■ **Input data**
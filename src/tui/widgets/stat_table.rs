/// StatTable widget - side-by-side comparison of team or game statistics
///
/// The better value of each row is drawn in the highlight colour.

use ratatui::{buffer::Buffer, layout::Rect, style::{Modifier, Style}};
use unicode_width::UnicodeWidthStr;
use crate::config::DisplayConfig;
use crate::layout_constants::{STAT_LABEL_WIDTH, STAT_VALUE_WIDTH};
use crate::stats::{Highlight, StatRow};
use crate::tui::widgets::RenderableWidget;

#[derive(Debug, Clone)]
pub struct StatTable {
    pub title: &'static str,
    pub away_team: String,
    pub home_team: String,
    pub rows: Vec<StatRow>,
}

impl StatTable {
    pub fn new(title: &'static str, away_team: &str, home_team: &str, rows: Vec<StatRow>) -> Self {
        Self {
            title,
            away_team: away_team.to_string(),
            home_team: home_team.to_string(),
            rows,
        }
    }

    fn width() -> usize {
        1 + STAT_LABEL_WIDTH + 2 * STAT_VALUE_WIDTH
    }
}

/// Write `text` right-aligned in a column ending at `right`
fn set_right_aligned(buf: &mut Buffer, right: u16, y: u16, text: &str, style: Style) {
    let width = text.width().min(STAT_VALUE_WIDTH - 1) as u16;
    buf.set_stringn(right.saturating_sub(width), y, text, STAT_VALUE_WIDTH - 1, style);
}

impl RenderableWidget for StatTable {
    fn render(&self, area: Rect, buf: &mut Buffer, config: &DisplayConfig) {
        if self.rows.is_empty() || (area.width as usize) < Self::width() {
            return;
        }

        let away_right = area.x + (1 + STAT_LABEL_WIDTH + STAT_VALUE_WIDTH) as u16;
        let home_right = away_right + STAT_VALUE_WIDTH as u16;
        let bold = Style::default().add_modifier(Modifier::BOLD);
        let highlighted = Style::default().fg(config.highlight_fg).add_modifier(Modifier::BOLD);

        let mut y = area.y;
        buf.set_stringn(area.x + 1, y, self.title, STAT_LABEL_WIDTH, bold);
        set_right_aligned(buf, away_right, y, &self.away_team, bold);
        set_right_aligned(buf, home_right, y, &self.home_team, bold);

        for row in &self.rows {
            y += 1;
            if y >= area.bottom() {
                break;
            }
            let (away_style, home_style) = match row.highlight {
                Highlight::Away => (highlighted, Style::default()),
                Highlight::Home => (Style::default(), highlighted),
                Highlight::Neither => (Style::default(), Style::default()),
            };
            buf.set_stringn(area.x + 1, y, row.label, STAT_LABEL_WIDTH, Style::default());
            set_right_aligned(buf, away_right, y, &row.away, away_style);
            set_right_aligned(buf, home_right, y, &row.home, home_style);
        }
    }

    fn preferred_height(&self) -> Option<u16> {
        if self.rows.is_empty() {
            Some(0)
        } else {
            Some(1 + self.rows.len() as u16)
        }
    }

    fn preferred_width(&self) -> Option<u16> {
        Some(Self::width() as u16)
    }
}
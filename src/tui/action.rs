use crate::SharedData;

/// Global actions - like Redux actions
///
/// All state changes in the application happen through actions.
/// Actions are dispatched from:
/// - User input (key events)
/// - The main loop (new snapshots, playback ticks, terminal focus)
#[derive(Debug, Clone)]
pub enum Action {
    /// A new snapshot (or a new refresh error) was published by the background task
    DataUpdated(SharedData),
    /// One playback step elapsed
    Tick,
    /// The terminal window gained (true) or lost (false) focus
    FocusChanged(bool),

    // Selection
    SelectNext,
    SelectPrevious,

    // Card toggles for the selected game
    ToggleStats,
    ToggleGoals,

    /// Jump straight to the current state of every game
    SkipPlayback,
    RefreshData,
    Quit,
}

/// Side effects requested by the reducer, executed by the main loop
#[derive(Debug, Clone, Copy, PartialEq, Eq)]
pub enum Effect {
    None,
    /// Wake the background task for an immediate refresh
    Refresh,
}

* * *

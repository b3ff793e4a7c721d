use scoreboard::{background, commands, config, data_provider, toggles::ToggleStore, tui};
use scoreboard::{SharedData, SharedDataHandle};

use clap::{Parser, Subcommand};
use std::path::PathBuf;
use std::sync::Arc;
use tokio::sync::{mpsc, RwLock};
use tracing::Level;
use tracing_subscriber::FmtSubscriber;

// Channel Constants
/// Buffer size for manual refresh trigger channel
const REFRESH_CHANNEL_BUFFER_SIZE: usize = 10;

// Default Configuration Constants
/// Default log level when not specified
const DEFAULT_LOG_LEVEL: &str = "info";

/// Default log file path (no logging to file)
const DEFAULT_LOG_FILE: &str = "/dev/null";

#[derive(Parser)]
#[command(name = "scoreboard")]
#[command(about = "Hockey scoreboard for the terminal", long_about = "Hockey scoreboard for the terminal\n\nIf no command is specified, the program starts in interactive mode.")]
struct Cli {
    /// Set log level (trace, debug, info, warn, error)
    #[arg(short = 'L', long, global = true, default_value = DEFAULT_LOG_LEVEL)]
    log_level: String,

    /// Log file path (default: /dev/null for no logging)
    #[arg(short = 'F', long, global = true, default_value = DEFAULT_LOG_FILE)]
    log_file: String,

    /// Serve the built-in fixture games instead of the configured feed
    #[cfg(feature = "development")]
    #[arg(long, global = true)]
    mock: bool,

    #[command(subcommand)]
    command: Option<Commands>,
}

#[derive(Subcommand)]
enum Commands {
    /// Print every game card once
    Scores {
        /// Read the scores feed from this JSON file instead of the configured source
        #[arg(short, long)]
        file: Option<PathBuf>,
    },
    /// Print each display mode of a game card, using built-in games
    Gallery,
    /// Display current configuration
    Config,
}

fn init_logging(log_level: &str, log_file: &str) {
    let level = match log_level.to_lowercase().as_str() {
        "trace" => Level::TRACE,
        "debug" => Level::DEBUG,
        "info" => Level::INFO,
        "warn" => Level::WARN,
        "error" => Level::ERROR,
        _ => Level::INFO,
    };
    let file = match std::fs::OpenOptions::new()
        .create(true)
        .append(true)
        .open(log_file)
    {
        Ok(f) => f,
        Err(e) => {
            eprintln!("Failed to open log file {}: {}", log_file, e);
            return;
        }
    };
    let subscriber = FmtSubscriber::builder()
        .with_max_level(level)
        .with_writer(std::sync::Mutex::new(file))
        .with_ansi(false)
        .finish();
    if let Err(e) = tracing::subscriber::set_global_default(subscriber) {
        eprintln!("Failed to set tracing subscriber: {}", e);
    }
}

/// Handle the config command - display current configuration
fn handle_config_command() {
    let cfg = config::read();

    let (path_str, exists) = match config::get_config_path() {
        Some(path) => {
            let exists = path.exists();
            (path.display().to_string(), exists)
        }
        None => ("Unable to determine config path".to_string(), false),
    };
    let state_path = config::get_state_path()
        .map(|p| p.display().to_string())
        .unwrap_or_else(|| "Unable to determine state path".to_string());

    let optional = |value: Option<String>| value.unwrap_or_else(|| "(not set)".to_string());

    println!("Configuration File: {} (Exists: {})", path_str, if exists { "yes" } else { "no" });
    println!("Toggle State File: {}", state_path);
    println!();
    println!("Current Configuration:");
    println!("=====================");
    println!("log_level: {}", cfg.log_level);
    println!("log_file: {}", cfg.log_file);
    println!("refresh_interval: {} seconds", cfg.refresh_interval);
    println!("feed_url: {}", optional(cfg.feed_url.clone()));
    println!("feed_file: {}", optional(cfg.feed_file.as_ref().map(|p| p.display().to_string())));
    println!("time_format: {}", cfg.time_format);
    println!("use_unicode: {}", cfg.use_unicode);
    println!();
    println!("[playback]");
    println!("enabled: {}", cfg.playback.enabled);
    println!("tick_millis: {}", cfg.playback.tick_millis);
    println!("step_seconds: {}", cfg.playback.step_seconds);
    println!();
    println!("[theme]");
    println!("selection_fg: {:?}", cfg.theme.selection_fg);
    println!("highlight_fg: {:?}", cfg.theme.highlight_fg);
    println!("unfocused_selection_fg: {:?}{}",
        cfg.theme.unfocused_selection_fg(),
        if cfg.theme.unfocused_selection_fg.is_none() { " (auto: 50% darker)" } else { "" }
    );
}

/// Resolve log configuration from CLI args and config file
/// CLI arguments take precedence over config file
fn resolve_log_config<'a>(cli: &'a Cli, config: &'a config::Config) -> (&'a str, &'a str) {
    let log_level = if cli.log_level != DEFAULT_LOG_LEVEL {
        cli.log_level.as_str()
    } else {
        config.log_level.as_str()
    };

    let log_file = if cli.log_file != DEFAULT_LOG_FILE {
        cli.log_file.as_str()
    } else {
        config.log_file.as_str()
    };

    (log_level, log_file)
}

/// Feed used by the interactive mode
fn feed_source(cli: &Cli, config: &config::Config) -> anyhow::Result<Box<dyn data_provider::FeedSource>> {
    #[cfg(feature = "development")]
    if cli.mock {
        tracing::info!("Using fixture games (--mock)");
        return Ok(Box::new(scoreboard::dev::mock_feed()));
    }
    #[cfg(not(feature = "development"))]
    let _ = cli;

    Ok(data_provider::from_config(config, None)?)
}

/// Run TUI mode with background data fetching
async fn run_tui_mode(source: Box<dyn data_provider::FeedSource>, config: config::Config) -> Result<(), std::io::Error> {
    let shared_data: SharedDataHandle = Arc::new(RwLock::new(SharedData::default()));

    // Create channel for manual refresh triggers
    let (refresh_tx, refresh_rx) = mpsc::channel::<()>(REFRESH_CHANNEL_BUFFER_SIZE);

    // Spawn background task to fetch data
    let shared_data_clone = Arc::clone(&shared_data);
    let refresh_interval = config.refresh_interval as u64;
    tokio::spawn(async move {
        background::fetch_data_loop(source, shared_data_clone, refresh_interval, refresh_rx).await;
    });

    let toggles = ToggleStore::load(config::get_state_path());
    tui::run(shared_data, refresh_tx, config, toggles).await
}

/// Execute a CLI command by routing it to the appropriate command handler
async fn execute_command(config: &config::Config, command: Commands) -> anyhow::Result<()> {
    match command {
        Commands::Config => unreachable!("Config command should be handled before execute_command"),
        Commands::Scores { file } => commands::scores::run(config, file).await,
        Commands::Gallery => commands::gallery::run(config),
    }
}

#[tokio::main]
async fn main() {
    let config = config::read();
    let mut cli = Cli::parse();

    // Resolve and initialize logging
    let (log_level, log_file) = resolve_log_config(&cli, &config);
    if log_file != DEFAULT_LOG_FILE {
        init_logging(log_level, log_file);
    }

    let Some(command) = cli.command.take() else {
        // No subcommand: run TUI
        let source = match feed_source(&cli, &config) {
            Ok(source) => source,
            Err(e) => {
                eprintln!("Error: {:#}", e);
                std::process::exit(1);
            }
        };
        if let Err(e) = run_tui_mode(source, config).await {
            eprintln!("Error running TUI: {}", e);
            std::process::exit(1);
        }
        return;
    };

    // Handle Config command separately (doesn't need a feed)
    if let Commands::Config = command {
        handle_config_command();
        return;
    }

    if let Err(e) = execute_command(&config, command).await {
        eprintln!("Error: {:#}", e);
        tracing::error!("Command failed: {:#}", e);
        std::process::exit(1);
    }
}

--

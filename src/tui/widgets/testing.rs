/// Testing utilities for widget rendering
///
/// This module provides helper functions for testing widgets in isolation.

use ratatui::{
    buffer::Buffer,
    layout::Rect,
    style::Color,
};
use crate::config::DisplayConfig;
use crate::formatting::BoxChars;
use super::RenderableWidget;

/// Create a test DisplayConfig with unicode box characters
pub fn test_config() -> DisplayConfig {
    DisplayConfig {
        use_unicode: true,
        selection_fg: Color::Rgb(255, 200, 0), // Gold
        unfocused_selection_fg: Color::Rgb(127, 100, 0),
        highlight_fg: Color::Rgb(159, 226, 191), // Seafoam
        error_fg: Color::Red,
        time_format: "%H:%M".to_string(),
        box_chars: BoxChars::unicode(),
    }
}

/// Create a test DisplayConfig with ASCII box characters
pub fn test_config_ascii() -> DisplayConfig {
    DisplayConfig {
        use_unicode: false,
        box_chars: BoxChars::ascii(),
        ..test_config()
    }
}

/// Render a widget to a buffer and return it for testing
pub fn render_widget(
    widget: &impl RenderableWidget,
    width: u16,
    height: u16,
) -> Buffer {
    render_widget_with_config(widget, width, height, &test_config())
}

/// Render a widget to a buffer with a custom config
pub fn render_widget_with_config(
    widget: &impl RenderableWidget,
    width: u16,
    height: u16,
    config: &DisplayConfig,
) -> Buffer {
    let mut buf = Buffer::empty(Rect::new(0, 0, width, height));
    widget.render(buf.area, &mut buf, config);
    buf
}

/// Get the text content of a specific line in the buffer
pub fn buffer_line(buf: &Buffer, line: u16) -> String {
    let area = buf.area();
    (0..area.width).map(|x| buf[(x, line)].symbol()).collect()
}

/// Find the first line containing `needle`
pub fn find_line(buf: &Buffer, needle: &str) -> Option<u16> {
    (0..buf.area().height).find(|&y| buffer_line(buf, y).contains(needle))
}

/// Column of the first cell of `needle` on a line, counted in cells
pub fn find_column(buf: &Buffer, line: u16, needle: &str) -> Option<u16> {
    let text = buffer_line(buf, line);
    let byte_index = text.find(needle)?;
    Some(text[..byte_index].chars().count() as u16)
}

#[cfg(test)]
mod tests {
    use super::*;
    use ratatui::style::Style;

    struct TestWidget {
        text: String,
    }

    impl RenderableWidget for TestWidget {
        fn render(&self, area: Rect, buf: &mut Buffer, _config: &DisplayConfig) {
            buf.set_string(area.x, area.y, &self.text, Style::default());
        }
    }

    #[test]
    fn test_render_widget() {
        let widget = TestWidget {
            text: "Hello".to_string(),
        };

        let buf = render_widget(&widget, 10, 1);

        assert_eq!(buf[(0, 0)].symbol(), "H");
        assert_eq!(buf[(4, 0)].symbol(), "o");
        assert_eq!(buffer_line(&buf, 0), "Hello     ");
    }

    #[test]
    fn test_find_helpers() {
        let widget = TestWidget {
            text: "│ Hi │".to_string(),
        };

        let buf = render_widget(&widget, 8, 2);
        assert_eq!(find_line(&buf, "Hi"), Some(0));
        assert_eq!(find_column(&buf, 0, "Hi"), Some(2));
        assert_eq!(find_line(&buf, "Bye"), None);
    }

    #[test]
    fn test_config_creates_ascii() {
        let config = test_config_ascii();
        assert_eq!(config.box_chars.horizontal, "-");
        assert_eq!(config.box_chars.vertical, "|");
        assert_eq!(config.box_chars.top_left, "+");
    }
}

■ **Your assignment**
Copy down each line in the entries that has the word "task".

■ **Exercise solution**
    /// A new snapshot (or a new refresh error) was published by the background task
    /// Wake the background task for an immediate refresh
    // Spawn background task to fetch data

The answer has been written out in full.